I use my own "automatic" type assertion library:

https://github.com/jaracil/ei

El jueves, 9 de junio de 2016, 22:39:46 (UTC+2), Pablo Rozas-Larraondo 
escribió:
>
> Sorry I should have been more clear exposing the problem. What I meant by 
> "automatic type assertion" was something like:
>
> If a is a variable of type interface{}:
> b := a.(a.(type)) as a way of getting a's value in its own type.
>
> As I'm writing this, I'm realising of the problem behind this though. The 
> type of b would be unkown and reflection ,or a type switch, would be 
> required to get its type again.
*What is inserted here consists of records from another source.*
//! Quad-tree tiling over a raster's extent.
//!
//! Both schemes start from a single level-zero tile covering the whole raster,
//! so every zoom level `z` has `2^z` tiles along each axis. Tile rectangles are
//! always reported in geographic degrees.

use crate::geometry::BoundingBox;
use crate::geometry::projection::{lat_to_merc_y, lon_to_merc_x, merc_x_to_lon, merc_y_to_lat};

#[derive(Debug, Clone, Copy, PartialEq)]
pub enum TilingScheme {
    /// Equirectangular grid over a rectangle in degrees.
    Geographic { rectangle: BoundingBox },
    /// Grid that is regular in Web Mercator meters.
    WebMercator { extent: BoundingBox },
}

impl TilingScheme {
    #[must_use]
    pub fn geographic(rectangle: BoundingBox) -> Self {
        TilingScheme::Geographic {
            rectangle: rectangle.unwrap_antimeridian(),
        }
    }

    /// Scheme over an extent given in Web Mercator meters.
    #[must_use]
    pub fn web_mercator(extent: BoundingBox) -> Self {
        TilingScheme::WebMercator { extent }
    }

    /// Number of tiles along X at `z`.
    #[inline]
    #[must_use]
    pub fn tiles_x(&self, z: u32) -> u64 {
        1u64 << z.min(62)
    }

    /// Number of tiles along Y at `z`.
    #[inline]
    #[must_use]
    pub fn tiles_y(&self, z: u32) -> u64 {
        1u64 << z.min(62)
    }

    /// Whole covered area in degrees.
    #[must_use]
    pub fn rectangle(&self) -> BoundingBox {
        match self {
            TilingScheme::Geographic { rectangle } => *rectangle,
            TilingScheme::WebMercator { extent } => mercator_to_degrees(extent),
        }
    }

    /// The scheme's own grid extent (degrees or meters).
    fn grid_extent(&self) -> BoundingBox {
        match self {
            TilingScheme::Geographic { rectangle } => *rectangle,
            TilingScheme::WebMercator { extent } => *extent,
        }
    }

    /// Geographic rectangle of tile `(x, y, z)`.
    #[must_use]
    pub fn tile_rectangle(&self, x: u64, y: u64, z: u32) -> BoundingBox {
        let extent = self.grid_extent();
        let nx = self.tiles_x(z) as f64;
        let ny = self.tiles_y(z) as f64;
        let tile = extent.sub_rect(
            x as f64 / nx,
            y as f64 / ny,
            (x + 1) as f64 / nx,
            (y + 1) as f64 / ny,
        );
        match self {
            TilingScheme::Geographic { .. } => tile,
            TilingScheme::WebMercator { .. } => mercator_to_degrees(&tile),
        }
    }

    /// Tile containing a geographic position, if the position is inside the scheme.
    #[must_use]
    pub fn position_to_tile(&self, lon: f64, lat: f64, z: u32) -> Option<(u64, u64)> {
        let (fx, fy) = self.fraction_of(lon, lat)?;
        let nx = self.tiles_x(z);
        let ny = self.tiles_y(z);
        let x = ((fx * nx as f64) as u64).min(nx - 1);
        let y = ((fy * ny as f64) as u64).min(ny - 1);
        Some((x, y))
    }

    /// Fractional position (0..1 from the west and north edges) of a geographic point.
    #[must_use]
    pub fn fraction_of(&self, lon: f64, lat: f64) -> Option<(f64, f64)> {
        let extent = self.grid_extent();
        let (px, py) = match self {
            TilingScheme::Geographic { rectangle } => {
                // longitudes west of an unwrapped antimeridian rectangle wrap around
                let lon = if lon < rectangle.minx && rectangle.maxx > 180.0 {
                    lon + 360.0
                } else {
                    lon
                };
                (lon, lat)
            }
            TilingScheme::WebMercator { .. } => (lon_to_merc_x(lon), lat_to_merc_y(lat)),
        };
        if !extent.contains(px, py) || extent.width() <= 0.0 || extent.height() <= 0.0 {
            return None;
        }
        Some(((px - extent.minx) / extent.width(), (extent.maxy - py) / extent.height()))
    }
}

fn mercator_to_degrees(extent: &BoundingBox) -> BoundingBox {
    BoundingBox::new(
        merc_x_to_lon(extent.minx),
        merc_y_to_lat(extent.miny),
        merc_x_to_lon(extent.maxx),
        merc_y_to_lat(extent.maxy),
    )
}

#[cfg(test)]
mod tests {
    use super::*;
    use crate::geometry::projection::HALF_EARTH;

    const EPS: f64 = 1e-9;

    fn approx_eq(a: f64, b: f64) -> bool {
        (a - b).abs() < EPS
    }

    #[test]
    fn test_tile_counts() {
        let scheme = TilingScheme::geographic(BoundingBox::new(0.0, 0.0, 10.0, 10.0));
        assert_eq!(scheme.tiles_x(0), 1);
        assert_eq!(scheme.tiles_y(3), 8);
    }

    #[test]
    fn test_geographic_tile_rectangle() {
        let scheme = TilingScheme::geographic(BoundingBox::new(-20.0, -10.0, 20.0, 10.0));
        let root = scheme.tile_rectangle(0, 0, 0);
        assert_eq!(root, BoundingBox::new(-20.0, -10.0, 20.0, 10.0));

        let ne = scheme.tile_rectangle(1, 0, 1);
        assert!(approx_eq(ne.minx, 0.0));
        assert!(approx_eq(ne.maxx, 20.0));
        assert!(approx_eq(ne.miny, 0.0));
        assert!(approx_eq(ne.maxy, 10.0));
    }

    #[test]
    fn test_position_to_tile() {
        let scheme = TilingScheme::geographic(BoundingBox::new(-20.0, -10.0, 20.0, 10.0));
        assert_eq!(scheme.position_to_tile(5.0, -5.0, 1), Some((1, 1)));
        assert_eq!(scheme.position_to_tile(-19.0, 9.0, 2), Some((0, 0)));
        assert_eq!(scheme.position_to_tile(20.0, -10.0, 2), Some((3, 3)));
        assert_eq!(scheme.position_to_tile(25.0, 0.0, 2), None);
    }

    #[test]
    fn test_antimeridian_rectangle_wraps_positions() {
        let scheme = TilingScheme::geographic(BoundingBox::new(170.0, -10.0, -170.0, 10.0));
        assert!(approx_eq(scheme.rectangle().maxx, 190.0));
        assert_eq!(scheme.position_to_tile(-175.0, 0.0, 1), Some((1, 1)));
    }

    #[test]
    fn test_web_mercator_world() {
        let world = BoundingBox::new(-HALF_EARTH, -HALF_EARTH, HALF_EARTH, HALF_EARTH);
        let scheme = TilingScheme::web_mercator(world);
        let rect = scheme.rectangle();
        assert!((rect.minx + 180.0).abs() < 1e-9);
        assert!((rect.maxy - 85.051_128_779_806_59).abs() < 1e-6);

        // the equator splits zoom 1 evenly in mercator space
        let nw = scheme.tile_rectangle(0, 0, 1);
        assert!(nw.miny.abs() < 1e-9);
        assert_eq!(scheme.position_to_tile(10.0, 60.0, 1), Some((1, 0)));
    }
}
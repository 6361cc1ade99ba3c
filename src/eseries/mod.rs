pub mod client;
pub mod types;

pub use client::{fetch, fetch_json, Target};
So, there's no benefit in such a function I 
> guess.
>
> Thank you for your responses, sorry for the confusion and please comment 
> if you see it in a different way.
>
> Pablo
>
> On 10 Jun 2016, at 12:36 AM, Jan Mercl <0xj...@gmail.com <javascript:>> 
> wrote:
>
>
> On Thu, Jun 9, 2016 at 4:13 PM Pablo Rozas Larraondo <
> p.rozas....@gmail.com <javascript:>> wrote:
>
> > Does anyone know the reason why Go doesn't offer an automatic type 
> assertion of an interface into its underlying type? I know this could be 
> achieved by using a type switch or safe type assertions (b, ok := a.(int)) 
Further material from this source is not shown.